• _PROBLEM STATEMENT_
Every line from the one containing "pub fn load_from_file(path: &str)" to the one containing "self.server.host = v;" in the records below, both included, must be set down exactly, and no other line.

---

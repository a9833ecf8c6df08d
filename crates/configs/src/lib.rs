use std::path::Path;
use std::time::Duration;

use serde::Deserialize;
use thiserror::Error;

pub const DEFAULT_FRONTEND_URL: &str = "http://localhost:5173";
pub const DEFAULT_BACKEND_URL: &str = "http://localhost:8080";
pub const DEFAULT_BUCKET: &str = "event-images";

#[derive(Debug, Error)]
pub enum ConfigError {
    #[error("missing required configuration value {0}")]
    Missing(&'static str),
    #[error("invalid configuration: {0}")]
    Invalid(String),
    #[error("cannot read config file {path}: {source}")]
    Read {
        path: String,
        #[source]
        source: std::io::Error,
    },
    #[error("cannot parse config file: {0}")]
    Parse(#[from] toml::de::Error),
}

#[derive(Debug, Clone, Deserialize, Default)]
pub struct AppConfig {
    #[serde(default)]
    pub server: ServerConfig,
    #[serde(default)]
    pub supabase: SupabaseConfig,
    #[serde(default)]
    pub http: HttpConfig,
    #[serde(default)]
    pub seed: SeedConfig,
}

#[derive(Debug, Clone, Deserialize)]
pub struct ServerConfig {
    #[serde(default = "default_host")]
    pub host: String,
    #[serde(default = "default_port")]
    pub port: u16,
    /// Origin allowed by CORS.
    #[serde(default = "default_frontend_url")]
    pub frontend_url: String,
    #[serde(default)]
    pub worker_threads: Option<usize>,
}

impl Default for ServerConfig {
    fn default() -> Self {
        Self {
            host: default_host(),
            port: default_port(),
            frontend_url: default_frontend_url(),
            worker_threads: None,
        }
    }
}

/// Connection settings for the hosted data service.
#[derive(Debug, Clone, Deserialize)]
pub struct SupabaseConfig {
    #[serde(default)]
    pub url: String,
    #[serde(default)]
    pub anon_key: String,
    /// Elevated key, only used for listing the image bucket.
    #[serde(default)]
    pub service_role_key: String,
    #[serde(default = "default_bucket")]
    pub bucket: String,
}

impl Default for SupabaseConfig {
    fn default() -> Self {
        Self {
            url: String::new(),
            anon_key: String::new(),
            service_role_key: String::new(),
            bucket: default_bucket(),
        }
    }
}

#[derive(Debug, Clone, Deserialize)]
pub struct HttpConfig {
    #[serde(default = "default_connect_timeout")]
    pub connect_timeout_secs: u64,
    #[serde(default = "default_request_timeout")]
    pub request_timeout_secs: u64,
}

impl Default for HttpConfig {
    fn default() -> Self {
        Self {
            connect_timeout_secs: default_connect_timeout(),
            request_timeout_secs: default_request_timeout(),
        }
    }
}

#[derive(Debug, Clone, Deserialize)]
pub struct SeedConfig {
    #[serde(default)]
    pub enabled: bool,
    /// Public base URL of this backend, the seeding routine posts to it.
    #[serde(default = "default_backend_url")]
    pub backend_url: String,
}

impl Default for SeedConfig {
    fn default() -> Self {
        Self { enabled: false, backend_url: default_backend_url() }
    }
}

fn default_host() -> String { "0.0.0.0".into() }
fn default_port() -> u16 { 8080 }
fn default_frontend_url() -> String { DEFAULT_FRONTEND_URL.into() }
fn default_backend_url() -> String { DEFAULT_BACKEND_URL.into() }
fn default_bucket() -> String { DEFAULT_BUCKET.into() }
fn default_connect_timeout() -> u64 { 5 }
fn default_request_timeout() -> u64 { 30 }

/// Read `CONFIG_PATH` (or `config.toml`). A missing file yields the defaults,
/// since the environment alone is a complete configuration source.
pub fn load_default() -> Result<AppConfig, ConfigError> {
    let path = std::env::var("CONFIG_PATH").unwrap_or_else(|_| "config.toml".to_string());
    if !Path::new(&path).exists() {
        tracing::debug!(%path, "config file not found, using environment only");
        return Ok(AppConfig::default());
    }
    load_from_file(&path)
}

pub fn load_from_file(path: &str) -> Result<AppConfig, ConfigError> {
    let content = std::fs::read_to_string(path).map_err(|source| ConfigError::Read {
        path: path.to_string(),
        source,
    })?;
    let cfg: AppConfig = toml::from_str(&content)?;
    Ok(cfg)
}

impl AppConfig {
    /// File, then process environment, then validation.
    pub fn load_and_validate() -> Result<Self, ConfigError> {
        let mut cfg = load_default()?;
        cfg.apply_env(|key| std::env::var(key).ok())?;
        cfg.validate()?;
        Ok(cfg)
    }

    /// Overlay values from an environment lookup; set variables win over the file.
    pub fn apply_env<F>(&mut self, lookup: F) -> Result<(), ConfigError>
    where
        F: Fn(&str) -> Option<String>,
    {
        let get = |key: &str| lookup(key).filter(|v| !v.trim().is_empty());

        if let Some(v) = get("SUPABASE_URL") { self.supabase.url = v; }
        if let Some(v) = get("SUPABASE_ANON_KEY") { self.supabase.anon_key = v; }
        if let Some(v) = get("SUPABASE_SERVICE_ROLE_KEY") { self.supabase.service_role_key = v; }
        if let Some(v) = get("SUPABASE_BUCKET") { self.supabase.bucket = v; }
        if let Some(v) = get("FRONTEND_URL") { self.server.frontend_url = v; }
        if let Some(v) = get("SERVER_HOST") { self.server.host = v; }
        if let Some(v) = get("PORT") { self.server.port = parse_var("PORT", &v)?; }
        if let Some(v) = get("TOKIO_WORKER_THREADS") {
            self.server.worker_threads = Some(parse_var("TOKIO_WORKER_THREADS", &v)?);
        }
        if let Some(v) = get("BACKEND_URL") { self.seed.backend_url = v; }
        if let Some(v) = get("SEED_DRESS_CODES") { self.seed.enabled = parse_var("SEED_DRESS_CODES", &v)?; }
        if let Some(v) = get("HTTP_CONNECT_TIMEOUT_SECS") {
            self.http.connect_timeout_secs = parse_var("HTTP_CONNECT_TIMEOUT_SECS", &v)?;
        }
        if let Some(v) = get("HTTP_REQUEST_TIMEOUT_SECS") {
            self.http.request_timeout_secs = parse_var("HTTP_REQUEST_TIMEOUT_SECS", &v)?;
        }
        Ok(())
    }

    pub fn validate(&self) -> Result<(), ConfigError> {
        if self.supabase.url.trim().is_empty() {
            return Err(ConfigError::Missing("SUPABASE_URL"));
        }
        if self.supabase.anon_key.trim().is_empty() {
            return Err(ConfigError::Missing("SUPABASE_ANON_KEY"));
        }
        if self.supabase.service_role_key.trim().is_empty() {
            return Err(ConfigError::Missing("SUPABASE_SERVICE_ROLE_KEY"));
        }
        let lower = self.supabase.url.to_ascii_lowercase();
        if !(lower.starts_with("http://") || lower.starts_with("https://")) {
            return Err(ConfigError::Invalid("SUPABASE_URL must start with http:// or https://".into()));
        }
        if self.supabase.bucket.trim().is_empty() {
            return Err(ConfigError::Invalid("storage bucket name must not be empty".into()));
        }
        if self.server.port == 0 {
            return Err(ConfigError::Invalid("server port must be in 1..=65535".into()));
        }
        if self.server.worker_threads == Some(0) {
            return Err(ConfigError::Invalid("worker_threads must be >= 1".into()));
        }
        if self.http.connect_timeout_secs == 0 || self.http.request_timeout_secs == 0 {
            return Err(ConfigError::Invalid("http timeouts must be positive seconds".into()));
        }
        Ok(())
    }

    pub fn bind_addr(&self) -> String {
        format!("{}:{}", self.server.host, self.server.port)
    }
}

impl HttpConfig {
    pub fn connect_timeout(&self) -> Duration {
        Duration::from_secs(self.connect_timeout_secs)
    }

    pub fn request_timeout(&self) -> Duration {
        Duration::from_secs(self.request_timeout_secs)
    }
}

fn parse_var<T: std::str::FromStr>(key: &'static str, value: &str) -> Result<T, ConfigError> {
    value
        .trim()
        .parse::<T>()
        .map_err(|_| ConfigError::Invalid(format!("{key} has an invalid value: {value}")))
}

#[cfg(test)]
mod tests {
    use super::*;
    use std::collections::HashMap;

    fn lookup(pairs: &[(&str, &str)]) -> impl Fn(&str) -> Option<String> {
        let map: HashMap<String, String> = pairs
            .iter()
            .map(|(k, v)| (k.to_string(), v.to_string()))
            .collect();
        move |key| map.get(key).cloned()
    }

    fn required() -> Vec<(&'static str, &'static str)> {
        vec![
            ("SUPABASE_URL", "https://project.supabase.co"),
            ("SUPABASE_ANON_KEY", "anon"),
            ("SUPABASE_SERVICE_ROLE_KEY", "service"),
        ]
    }

    #[test]
    fn env_only_config_uses_defaults() -> anyhow::Result<()> {
        let mut cfg = AppConfig::default();
        cfg.apply_env(lookup(&required()))?;
        cfg.validate()?;
        assert_eq!(cfg.server.port, 8080);
        assert_eq!(cfg.server.frontend_url, DEFAULT_FRONTEND_URL);
        assert_eq!(cfg.supabase.bucket, DEFAULT_BUCKET);
        assert_eq!(cfg.seed.backend_url, DEFAULT_BACKEND_URL);
        assert!(!cfg.seed.enabled);
        assert_eq!(cfg.http.request_timeout(), Duration::from_secs(30));
        Ok(())
    }

    #[test]
    fn missing_anon_key_is_reported_by_name() {
        let mut cfg = AppConfig::default();
        cfg.apply_env(lookup(&[("SUPABASE_URL", "https://x.supabase.co")])).unwrap();
        match cfg.validate() {
            Err(ConfigError::Missing(name)) => assert_eq!(name, "SUPABASE_ANON_KEY"),
            other => panic!("unexpected: {other:?}"),
        }
    }

    #[test]
    fn blank_env_values_do_not_override() -> anyhow::Result<()> {
        let mut cfg = AppConfig::default();
        let mut vars = required();
        vars.push(("FRONTEND_URL", "  "));
        cfg.apply_env(lookup(&vars))?;
        assert_eq!(cfg.server.frontend_url, DEFAULT_FRONTEND_URL);
        Ok(())
    }

    #[test]
    fn env_overrides_port_origin_and_seed() -> anyhow::Result<()> {
        let mut cfg = AppConfig::default();
        let mut vars = required();
        vars.extend([
            ("PORT", "9090"),
            ("FRONTEND_URL", "https://wizard.example"),
            ("SEED_DRESS_CODES", "true"),
            ("BACKEND_URL", "https://api.wizard.example"),
        ]);
        cfg.apply_env(lookup(&vars))?;
        cfg.validate()?;
        assert_eq!(cfg.bind_addr(), "0.0.0.0:9090");
        assert_eq!(cfg.server.frontend_url, "https://wizard.example");
        assert!(cfg.seed.enabled);
        assert_eq!(cfg.seed.backend_url, "https://api.wizard.example");
        Ok(())
    }

    #[test]
    fn unparsable_port_is_invalid() {
        let mut cfg = AppConfig::default();
        let err = cfg.apply_env(lookup(&[("PORT", "eighty")])).unwrap_err();
        assert!(matches!(err, ConfigError::Invalid(_)));
    }

    #[test]
    fn non_http_supabase_url_is_rejected() {
        let mut cfg = AppConfig::default();
        let mut vars = required();
        vars[0] = ("SUPABASE_URL", "postgres://db");
        cfg.apply_env(lookup(&vars)).unwrap();
        assert!(matches!(cfg.validate(), Err(ConfigError::Invalid(_))));
    }

    #[test]
    fn toml_sections_parse_with_defaults() -> anyhow::Result<()> {
        let cfg: AppConfig = toml::from_str(
            r#"
            [server]
            port = 3000

            [supabase]
            url = "https://project.supabase.co"
            anon_key = "anon"
            service_role_key = "service"
            "#,
        )?;
        cfg.validate()?;
        assert_eq!(cfg.server.port, 3000);
        assert_eq!(cfg.server.host, "0.0.0.0");
        assert_eq!(cfg.supabase.bucket, DEFAULT_BUCKET);
        assert_eq!(cfg.http.connect_timeout_secs, 5);
        Ok(())
    }
}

---

• _TASK RESPONSE_
pub fn load_from_file(path: &str) -> Result<AppConfig, ConfigError> {
    let content = std::fs::read_to_string(path).map_err(|source| ConfigError::Read {
        path: path.to_string(),
        source,
    })?;
    let cfg: AppConfig = toml::from_str(&content)?;
    Ok(cfg)
}

impl AppConfig {
    /// File, then process environment, then validation.
    pub fn load_and_validate() -> Result<Self, ConfigError> {
        let mut cfg = load_default()?;
        cfg.apply_env(|key| std::env::var(key).ok())?;
        cfg.validate()?;
        Ok(cfg)
    }

    /// Overlay values from an environment lookup; set variables win over the file.
    pub fn apply_env<F>(&mut self, lookup: F) -> Result<(), ConfigError>
    where
        F: Fn(&str) -> Option<String>,
    {
        let get = |key: &str| lookup(key).filter(|v| !v.trim().is_empty());

        if let Some(v) = get("SUPABASE_URL") { self.supabase.url = v; }
        if let Some(v) = get("SUPABASE_ANON_KEY") { self.supabase.anon_key = v; }
        if let Some(v) = get("SUPABASE_SERVICE_ROLE_KEY") { self.supabase.service_role_key = v; }
        if let Some(v) = get("SUPABASE_BUCKET") { self.supabase.bucket = v; }
        if let Some(v) = get("FRONTEND_URL") { self.server.frontend_url = v; }
        if let Some(v) = get("SERVER_HOST") { self.server.host = v; }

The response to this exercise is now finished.